The problem:
Report the number of lines below in which the word "PrometheusClient" occurs. Nothing else is needed.
==========
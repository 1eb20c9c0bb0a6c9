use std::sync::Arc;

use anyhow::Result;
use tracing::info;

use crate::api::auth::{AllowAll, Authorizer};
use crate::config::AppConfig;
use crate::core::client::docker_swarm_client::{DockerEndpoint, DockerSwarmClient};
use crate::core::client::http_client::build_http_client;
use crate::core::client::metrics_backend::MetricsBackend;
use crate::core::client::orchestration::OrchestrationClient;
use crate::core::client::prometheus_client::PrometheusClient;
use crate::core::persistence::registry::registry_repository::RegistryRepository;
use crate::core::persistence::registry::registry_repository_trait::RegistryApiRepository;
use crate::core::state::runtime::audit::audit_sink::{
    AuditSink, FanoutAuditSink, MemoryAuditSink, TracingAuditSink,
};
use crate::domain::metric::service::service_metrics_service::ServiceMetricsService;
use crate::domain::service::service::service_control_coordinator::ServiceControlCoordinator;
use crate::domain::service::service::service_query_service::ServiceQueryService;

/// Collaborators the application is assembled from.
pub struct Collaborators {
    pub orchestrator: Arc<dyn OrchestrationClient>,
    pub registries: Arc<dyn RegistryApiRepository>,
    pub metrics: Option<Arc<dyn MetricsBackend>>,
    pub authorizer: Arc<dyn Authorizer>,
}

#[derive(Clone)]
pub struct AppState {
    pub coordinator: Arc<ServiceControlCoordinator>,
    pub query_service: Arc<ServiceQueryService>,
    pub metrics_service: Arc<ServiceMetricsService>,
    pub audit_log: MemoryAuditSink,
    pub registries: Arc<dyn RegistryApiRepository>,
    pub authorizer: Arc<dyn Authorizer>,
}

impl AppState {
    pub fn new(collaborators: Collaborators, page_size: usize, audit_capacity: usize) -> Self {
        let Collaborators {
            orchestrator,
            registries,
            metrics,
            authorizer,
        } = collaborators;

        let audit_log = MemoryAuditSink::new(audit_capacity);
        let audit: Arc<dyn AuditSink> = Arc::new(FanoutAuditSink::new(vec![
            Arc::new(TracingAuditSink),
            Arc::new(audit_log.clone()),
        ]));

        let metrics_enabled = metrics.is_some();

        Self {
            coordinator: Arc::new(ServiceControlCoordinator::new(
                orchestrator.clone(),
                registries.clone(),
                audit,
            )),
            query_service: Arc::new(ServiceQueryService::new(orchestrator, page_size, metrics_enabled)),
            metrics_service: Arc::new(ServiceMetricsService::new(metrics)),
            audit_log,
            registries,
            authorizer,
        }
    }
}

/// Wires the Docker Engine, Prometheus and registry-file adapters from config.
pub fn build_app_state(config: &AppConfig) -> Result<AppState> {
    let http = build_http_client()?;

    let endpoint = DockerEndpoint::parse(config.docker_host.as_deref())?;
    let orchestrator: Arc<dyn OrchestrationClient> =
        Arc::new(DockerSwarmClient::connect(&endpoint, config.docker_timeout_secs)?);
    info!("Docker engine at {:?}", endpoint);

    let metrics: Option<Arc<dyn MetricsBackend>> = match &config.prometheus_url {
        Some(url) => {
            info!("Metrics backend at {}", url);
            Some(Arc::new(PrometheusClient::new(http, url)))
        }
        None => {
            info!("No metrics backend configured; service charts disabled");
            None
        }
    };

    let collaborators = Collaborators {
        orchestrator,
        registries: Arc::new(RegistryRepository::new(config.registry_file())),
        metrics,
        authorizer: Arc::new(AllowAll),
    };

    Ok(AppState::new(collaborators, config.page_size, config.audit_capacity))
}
==========
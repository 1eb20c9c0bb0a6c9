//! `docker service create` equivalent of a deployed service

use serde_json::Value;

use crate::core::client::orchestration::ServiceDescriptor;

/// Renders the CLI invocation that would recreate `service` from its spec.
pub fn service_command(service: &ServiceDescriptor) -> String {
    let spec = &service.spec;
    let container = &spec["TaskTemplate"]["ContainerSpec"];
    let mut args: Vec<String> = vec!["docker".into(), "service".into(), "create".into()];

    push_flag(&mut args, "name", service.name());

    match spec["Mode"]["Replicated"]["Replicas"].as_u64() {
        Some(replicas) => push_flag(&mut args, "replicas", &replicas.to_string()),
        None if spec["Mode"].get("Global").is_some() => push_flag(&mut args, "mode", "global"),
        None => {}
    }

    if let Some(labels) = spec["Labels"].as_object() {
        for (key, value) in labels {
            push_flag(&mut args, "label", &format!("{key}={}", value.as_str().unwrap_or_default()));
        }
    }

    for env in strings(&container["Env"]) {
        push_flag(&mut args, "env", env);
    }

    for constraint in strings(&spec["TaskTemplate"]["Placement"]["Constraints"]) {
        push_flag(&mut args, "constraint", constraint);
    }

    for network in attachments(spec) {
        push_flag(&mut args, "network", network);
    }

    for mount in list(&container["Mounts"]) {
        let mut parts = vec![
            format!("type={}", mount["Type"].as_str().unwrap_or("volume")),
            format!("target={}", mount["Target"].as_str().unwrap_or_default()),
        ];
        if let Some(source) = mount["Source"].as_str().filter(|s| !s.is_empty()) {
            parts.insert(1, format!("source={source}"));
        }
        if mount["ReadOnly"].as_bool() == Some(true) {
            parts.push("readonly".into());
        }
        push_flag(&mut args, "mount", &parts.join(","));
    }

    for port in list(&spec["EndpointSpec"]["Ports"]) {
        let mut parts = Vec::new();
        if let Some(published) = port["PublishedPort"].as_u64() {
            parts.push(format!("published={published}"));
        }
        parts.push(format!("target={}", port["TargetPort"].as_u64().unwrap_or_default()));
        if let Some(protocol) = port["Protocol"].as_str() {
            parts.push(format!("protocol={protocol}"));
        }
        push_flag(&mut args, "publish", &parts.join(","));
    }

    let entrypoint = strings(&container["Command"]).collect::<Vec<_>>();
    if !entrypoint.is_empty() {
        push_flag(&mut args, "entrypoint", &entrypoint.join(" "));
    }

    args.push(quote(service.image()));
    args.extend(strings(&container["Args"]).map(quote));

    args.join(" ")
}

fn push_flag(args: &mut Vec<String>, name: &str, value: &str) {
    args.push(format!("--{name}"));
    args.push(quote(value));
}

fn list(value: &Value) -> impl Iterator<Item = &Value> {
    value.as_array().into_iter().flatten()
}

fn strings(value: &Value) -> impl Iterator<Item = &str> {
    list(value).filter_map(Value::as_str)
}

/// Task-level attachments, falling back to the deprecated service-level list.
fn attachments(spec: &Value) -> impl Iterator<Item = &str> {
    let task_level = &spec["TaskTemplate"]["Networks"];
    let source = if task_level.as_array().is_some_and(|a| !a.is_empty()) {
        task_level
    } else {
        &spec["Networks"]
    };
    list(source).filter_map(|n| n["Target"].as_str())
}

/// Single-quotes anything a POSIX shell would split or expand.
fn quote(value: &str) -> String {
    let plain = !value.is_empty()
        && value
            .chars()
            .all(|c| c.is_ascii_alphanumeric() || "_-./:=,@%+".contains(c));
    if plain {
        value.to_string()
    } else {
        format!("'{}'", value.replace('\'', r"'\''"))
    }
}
==========
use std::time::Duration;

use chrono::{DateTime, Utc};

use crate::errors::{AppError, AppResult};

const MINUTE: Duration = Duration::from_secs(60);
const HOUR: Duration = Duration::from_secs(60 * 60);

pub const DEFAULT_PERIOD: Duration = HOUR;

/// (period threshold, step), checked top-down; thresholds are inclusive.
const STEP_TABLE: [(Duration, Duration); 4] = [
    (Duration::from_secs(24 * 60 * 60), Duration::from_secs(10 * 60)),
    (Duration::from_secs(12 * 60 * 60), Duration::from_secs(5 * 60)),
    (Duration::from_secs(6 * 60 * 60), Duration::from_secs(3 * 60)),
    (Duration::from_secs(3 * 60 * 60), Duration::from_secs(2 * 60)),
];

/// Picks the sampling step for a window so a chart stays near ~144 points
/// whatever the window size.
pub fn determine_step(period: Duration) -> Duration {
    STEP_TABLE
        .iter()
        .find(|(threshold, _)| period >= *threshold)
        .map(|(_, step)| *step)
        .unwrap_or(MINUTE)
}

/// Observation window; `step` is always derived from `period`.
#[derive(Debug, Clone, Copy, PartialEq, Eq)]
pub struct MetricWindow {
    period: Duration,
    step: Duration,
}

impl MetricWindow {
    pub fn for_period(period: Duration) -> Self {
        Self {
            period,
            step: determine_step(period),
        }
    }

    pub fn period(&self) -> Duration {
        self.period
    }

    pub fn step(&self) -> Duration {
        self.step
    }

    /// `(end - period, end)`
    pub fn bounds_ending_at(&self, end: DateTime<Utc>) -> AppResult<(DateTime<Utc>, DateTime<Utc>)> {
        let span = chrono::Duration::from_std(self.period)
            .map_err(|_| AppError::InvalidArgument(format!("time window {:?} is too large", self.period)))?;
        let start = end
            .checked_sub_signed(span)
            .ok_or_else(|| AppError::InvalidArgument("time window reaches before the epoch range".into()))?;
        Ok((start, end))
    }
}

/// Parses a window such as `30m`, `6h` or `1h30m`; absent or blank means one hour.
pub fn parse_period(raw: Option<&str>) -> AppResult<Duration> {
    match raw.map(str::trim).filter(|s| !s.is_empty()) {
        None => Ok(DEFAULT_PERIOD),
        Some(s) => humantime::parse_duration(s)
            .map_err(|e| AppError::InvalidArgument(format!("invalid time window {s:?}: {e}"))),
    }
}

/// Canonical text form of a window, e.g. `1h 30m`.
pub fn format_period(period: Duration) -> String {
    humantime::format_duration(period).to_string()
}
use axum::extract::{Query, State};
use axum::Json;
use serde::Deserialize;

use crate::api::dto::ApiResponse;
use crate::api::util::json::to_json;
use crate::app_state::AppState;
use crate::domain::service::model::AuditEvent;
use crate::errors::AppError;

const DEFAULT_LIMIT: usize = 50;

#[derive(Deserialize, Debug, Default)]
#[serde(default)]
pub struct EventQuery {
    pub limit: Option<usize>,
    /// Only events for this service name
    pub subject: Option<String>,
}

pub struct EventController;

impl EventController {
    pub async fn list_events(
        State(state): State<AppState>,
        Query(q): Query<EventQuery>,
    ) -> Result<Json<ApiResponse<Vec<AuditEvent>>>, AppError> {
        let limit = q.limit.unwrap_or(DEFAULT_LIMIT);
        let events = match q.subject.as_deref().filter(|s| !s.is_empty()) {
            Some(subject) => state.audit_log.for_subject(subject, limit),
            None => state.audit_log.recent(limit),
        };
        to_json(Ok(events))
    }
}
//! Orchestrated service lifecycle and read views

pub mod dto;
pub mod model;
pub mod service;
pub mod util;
==========
Answer for this exercise:
2